Boeing Starliner Fails Crucial Mission
Shortly after the Boeing Starliner launched, the autonomous flight-control system went haywire sending the spacecraft in the wrong orbit. The Starliner took off at 6:36 AM Eastern Time, aboard the Atlas V rocket built by the joint venture of Boeing and Lockheed Martin called the United Launch Alliance.
NASA administrator Jim Bridenstine told the press in a briefing: "When the spacecraft separated from the launch vehicle, we did not get the orbital insertion burn that we were hoping for." Incidentally, there was no one aboard the Starliner except for a dummy called Rosie. Presently, NASA and Boeing are yet to identify the precise cause of the failure.

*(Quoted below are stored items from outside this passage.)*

//! Scanner catalog: the static accuracy specifications being compared.
//!
//! The catalog is validated once, when it is built. After that every
//! divisor is known to be positive and exactly one entry is the reference
//! scanner, so recomputations never re-check configuration.

use serde::Serialize;

use crate::calculator::{compute, AccuracyError};
use crate::ranking::Ranking;

/// Role of a scanner in the comparison.
#[derive(Debug, Clone, Copy, PartialEq, Eq, Serialize)]
#[serde(rename_all = "lowercase")]
pub enum Role {
    /// The user's own scanner, highlighted against the others.
    Reference,
    /// Any other scanner.
    Competitor,
}

/// A catalog entry with an accuracy formula `±(a + L/b)` µm.
#[derive(Debug, Clone, PartialEq, Serialize)]
pub struct ScannerSpec {
    /// Manufacturer name.
    pub name: String,
    /// Model designation.
    pub model: String,
    /// Display form of the formula, e.g. `±(7 + L/20)`.
    pub formula: String,
    /// Fixed error term in µm.
    pub a: f64,
    /// Length divisor: millimeters of part length per µm of added error.
    pub b: f64,
    /// Whether this is the reference scanner.
    pub role: Role,
}

impl ScannerSpec {
    /// Create an entry, deriving the formula display string from `a` and `b`.
    #[must_use]
    pub fn new(name: impl Into<String>, model: impl Into<String>, a: f64, b: f64, role: Role) -> Self {
        Self {
            name: name.into(),
            model: model.into(),
            formula: format_formula(a, b),
            a,
            b,
            role,
        }
    }

    /// Whether this entry is the reference scanner.
    #[must_use]
    pub fn is_reference(&self) -> bool {
        self.role == Role::Reference
    }
}

/// Format the `±(a + L/b)` display string using the shortest decimal forms.
#[must_use]
pub fn format_formula(a: f64, b: f64) -> String {
    format!("±({a} + L/{b})")
}

/// Validated, immutable scanner catalog.
#[derive(Debug, Clone)]
pub struct Catalog {
    entries: Vec<ScannerSpec>,
    reference_index: usize,
}

impl Catalog {
    /// Validate `entries` and build a catalog.
    ///
    /// Rejects an empty list, unusable coefficients, and any count of
    /// reference entries other than one.
    pub fn new(entries: Vec<ScannerSpec>) -> Result<Self, AccuracyError> {
        if entries.is_empty() {
            return Err(AccuracyError::EmptyCatalog);
        }

        for spec in &entries {
            validate_coefficients(spec)?;
        }

        let mut references = entries
            .iter()
            .enumerate()
            .filter(|(_, s)| s.is_reference())
            .map(|(i, _)| i);
        let reference_index = references.next().ok_or(AccuracyError::MissingReference)?;
        let extra = references.count();
        if extra > 0 {
            return Err(AccuracyError::MultipleReferences(extra + 1));
        }

        let catalog = Self {
            entries,
            reference_index,
        };
        tracing::debug!(
            scanners = catalog.len(),
            reference = %catalog.reference().name,
            "scanner catalog validated"
        );
        Ok(catalog)
    }

    /// The built-in catalog of published specifications.
    pub fn builtin() -> Result<Self, AccuracyError> {
        Self::new(vec![
            ScannerSpec::new("Lumafield", "Neptune", 7.0, 20.0, Role::Reference),
            ScannerSpec::new("Zeiss", "METROTOM 1", 9.0, 50.0, Role::Competitor),
            ScannerSpec::new("Nikon", "MCT225", 9.0, 50.0, Role::Competitor),
            ScannerSpec::new("Waygate", "v|tome|x M", 4.5, 100.0, Role::Competitor),
        ])
    }

    /// Entries in catalog order.
    #[must_use]
    pub fn entries(&self) -> &[ScannerSpec] {
        &self.entries
    }

    /// Number of scanners.
    #[must_use]
    pub fn len(&self) -> usize {
        self.entries.len()
    }

    /// Always `false` for a validated catalog.
    #[must_use]
    pub fn is_empty(&self) -> bool {
        self.entries.is_empty()
    }

    /// The reference entry.
    #[must_use]
    pub fn reference(&self) -> &ScannerSpec {
        &self.entries[self.reference_index]
    }

    /// Compute the ranking for a part length in millimeters.
    pub fn rank(&self, length: f64) -> Result<Ranking, AccuracyError> {
        let results = compute(&self.entries, length)?;
        Ok(Ranking::new(length, results))
    }
}

fn validate_coefficients(spec: &ScannerSpec) -> Result<(), AccuracyError> {
    let invalid = |detail: String| AccuracyError::InvalidCoefficient {
        name: spec.name.clone(),
        detail,
    };

    if !spec.a.is_finite() || spec.a < 0.0 {
        return Err(invalid(format!("fixed error a = {} must be finite and >= 0", spec.a)));
    }
    if !spec.b.is_finite() || spec.b <= 0.0 {
        return Err(invalid(format!("divisor b = {} must be finite and > 0", spec.b)));
    }
    Ok(())
}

"It appears as though the mission elapse timing system had an error in it," Bridenstine said. It could be related to the Starliner's internal clock and there is probably a communication lapse when the computers when and how to fire its rocket thrusters to reach the correct orbit.
"Because that timing was a little bit off, what ended up happening is the spacecraft tried to maintain a very precise control that it normally wouldn't have tried to maintain and it burned a lot of [propellant] in that part of the flight," he said.
.@NASA and Boeing officials will hold a media telecon Saturday, Dec. 21 to provide an update on the #Starliner Orbital Flight Test. Call-in information and the time of the briefing will be announced on https://t.co/peIThAz4yE, @BoeingSpace, and https://t.co/qni5iCvXBJ.
— Boeing Space (@BoeingSpace) December 20, 2019
What Happens To NASA Boeing Partnership?
The Boeing Starliner failed mission was a crucial one as NASA was planning to send astronauts for a manned mission on the next flight. At the same time, both NASA and Boeing say if astronauts were aboard the Starliner, they would still be safe. NASA has granted the company $5 billion to develop the Starliner that's capable of carrying five astronauts.
The latest update is that Boeing has been able to at least partially correct Starliner's trajectory in space. The company has been able to get the vehicle to a stable orbit around the Earth and the engineers are assessing the remaining options for the mission.